To sum up, cyberbullying detection has received increasing attention from researchers recently. However, most of the existing cyberbullying detection methods have been designed for the English language. Arabic language, which has different and unique characteristics than other languages, has not received adequate research attention. Most of the models designed for detecting Arabic cyberbullying were directly adopted from those designed for the English language. Because of the rich morphology of the Arabic language, which includes a high degree of interspersed vowel patterns, roots in word stems, and affixation, most of the existing solutions suffer in terms of data sparsity and cause low detection accuracy. Some solutions used deep learning to extract the hidden features and skip the feature selection. However, deep learning performance depends on the size of the labeled data available for the training. That is, most of the Arabic datasets used to train existing solutions are relatively small and do not guarantee an adequate solution to the data sparsity problem, since collecting a large labeled dataset for Arabic cyberbullying is not a trivial task. Therefore, the goal of this research is to design a consensus-based model that can improve the accuracy of Arabic cyberbullying detection by ensemble of a diverse set of machine learning classifiers. The data sparsity problem was solved by a set of diverse classifiers. The results of the classifiers are inferred using a human decision-making mechanism, namely the sigmoid function. A comprehensive review of the proposed model is presented in the next section.

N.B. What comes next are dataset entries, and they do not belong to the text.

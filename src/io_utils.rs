//! Byte-level helpers shared by the parser and the command line.
//!
//! - **Delimiter resolution**: extension-based (`.tsv` → tab, anything else →
//!   comma) with manual override support.
//! - **Encoding**: input decoding via `encoding_rs`, defaulting to UTF-8.
//! - **Checksums**: SHA-256 fingerprints of stored blobs.
//! - **stdin**: the `-` path convention reads upload bytes from standard input.

use std::{
    fs,
    io::{self, Read},
    path::Path,
};

use anyhow::{Context, Result, anyhow};
use encoding_rs::{Encoding, UTF_8};
use sha2::{Digest, Sha256};

pub const DEFAULT_CSV_DELIMITER: u8 = b',';
pub const DEFAULT_TSV_DELIMITER: u8 = b'\t';

pub fn is_dash(path: &Path) -> bool {
    path == Path::new("-")
}

pub fn resolve_encoding(label: Option<&str>) -> Result<&'static Encoding> {
    if let Some(value) = label {
        Encoding::for_label(value.trim().as_bytes())
            .ok_or_else(|| anyhow!("Unknown encoding '{value}'"))
    } else {
        Ok(UTF_8)
    }
}

pub fn resolve_input_delimiter(filename: &str, provided: Option<u8>) -> u8 {
    provided.unwrap_or_else(
        || match Path::new(filename).extension().and_then(|ext| ext.to_str()) {
            Some(ext) if ext.eq_ignore_ascii_case("tsv") => DEFAULT_TSV_DELIMITER,
            _ => DEFAULT_CSV_DELIMITER,
        },
    )
}

/// Decodes `bytes`, stripping a leading BOM. Malformed sequences are an error.
pub fn decode_bytes(bytes: &[u8], encoding: &'static Encoding) -> Result<String> {
    let (text, _, had_errors) = encoding.decode(bytes);
    if had_errors {
        Err(anyhow!(
            "Failed to decode text with encoding {}",
            encoding.name()
        ))
    } else {
        Ok(text.into_owned())
    }
}

pub fn read_input(path: &Path) -> Result<Vec<u8>> {
    if is_dash(path) {
        let mut buffer = Vec::new();
        io::stdin()
            .lock()
            .read_to_end(&mut buffer)
            .context("Reading upload from stdin")?;
        Ok(buffer)
    } else {
        fs::read(path).with_context(|| format!("Opening input file {path:?}"))
    }
}

pub fn sha256_hex(bytes: &[u8]) -> String {
    Sha256::digest(bytes)
        .iter()
        .map(|byte| format!("{byte:02x}"))
        .collect()
}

3  Proposed Consensus-Based Detection Model

The majority of the current cyberbullying detection models are trained using an English language-based textual dataset. There are few cyberbullying detection models proposed for other languages. Arabic language which is different in its syntax and semantics comparing to other languages, is yet to be tested in-depth by researchers. The performance of the model constructed using the English language are ineffective for Arabic text due to its language variants, implicit sentiments, and grammar complexity. The proposed model in this study consists of four phases: dataset collection, dataset preprocessing, features extraction and representation, and model construction. The proposed model is illustrated in Fig. 1. A detailed explanation of each phase is presented in the following sections.

images

Figure 1: Methodology adopted for constructing the proposed model

3.1 Dataset Collection Phase

Due to the lack of availability of Arabic Dataset for cyberbullying detection, the dataset from other languages has been translated to Arabic language in two stages. In the first stage, the google translation of API was used to generate the first draft of the translation. Google translate is the most accurate and common online translation used for many languages [38,39]. In 2016, the google translation library has been redesigned using the Neural Machine Translation model (NTM) [38,39]. NTM raised the translation accuracy from 63% using Statistical Machine Translation (STM) model methods to 72% on average nearing human-based translation quality which is 77% and English-Arabic translation can reach 85% accuracy [40]. In the second stage, the dataset is corrected manually using human-based translation. The polarity of the words in cyberbullying is modified according to the spoken Arabic language. Similarly, the implicit sentiment has been corrected as well.

3.2 Pre-Processing Phase

In the preprocessing phase, the text transformed into a more digestible form to help machine learning algorithms perform better. The preprocessing phase is illustrated in Fig. 2. The preprocessing phase consists of tokenization, normalization, stemming, and lemmatization [17,19,23,25]. In the tokenization stage, the text is split into smaller parts (usually words) called tokens. Each token can be used as a feature in the next stage. The normalization includes removing the irrelevant or unnecessary parts of the text, such as numbers, hyperlinks, special characters, words in Latin, symbols, dates, punctuations, stop words, sparse terms, and white spaces. Such text parts and letters work as noise that destructs the classification accuracy. Then, the stemming is done to convert words to their original source. This is usually done by removing the vowels in Arabic words. After normalization and stemming, the lemmatization process is conducted. In the lemmatization stage, the suffixes and prefixes of the words are removed to reduce the similar words that have different forms and thus represent them more accurately.

images

Figure 2: Text preprocessing

3.3 Feature Representation Phase

In this phase, the textual features in the dataset were converted to a numerical representation. The information retrieval statical technique used in this study is called Terms-Frequency and Inverse Document Frequency (TF-IDF) [41]. Each instance in the dataset is described by a vector called features vector. The feature vectors contain the TF-IDF value of each token in the dataset. The length of the feature vector depends on the number of unique words obtained from the dataset. The TF-IDF value of a word reflects how important that word is for the classification in the corpus. For example, offensive or abusive words will be found more in the cyberbullying annotated instances. Let tfi,j be the number of occurrences of the word i in the instance j, the dfi be the total number of instances the word i occurred in, and N be the total number of instances. Then, the TF-IDF wight wi,j of word i in the instance j can be measured in Eq. (1) in the following way:

wi,j=tfi,j×log(Ndfi) (1)

While df consider the terms that are equally important, the term df is used to suppress the weight of the terms that occur on all the documents while scaling up the weight of the rare terms.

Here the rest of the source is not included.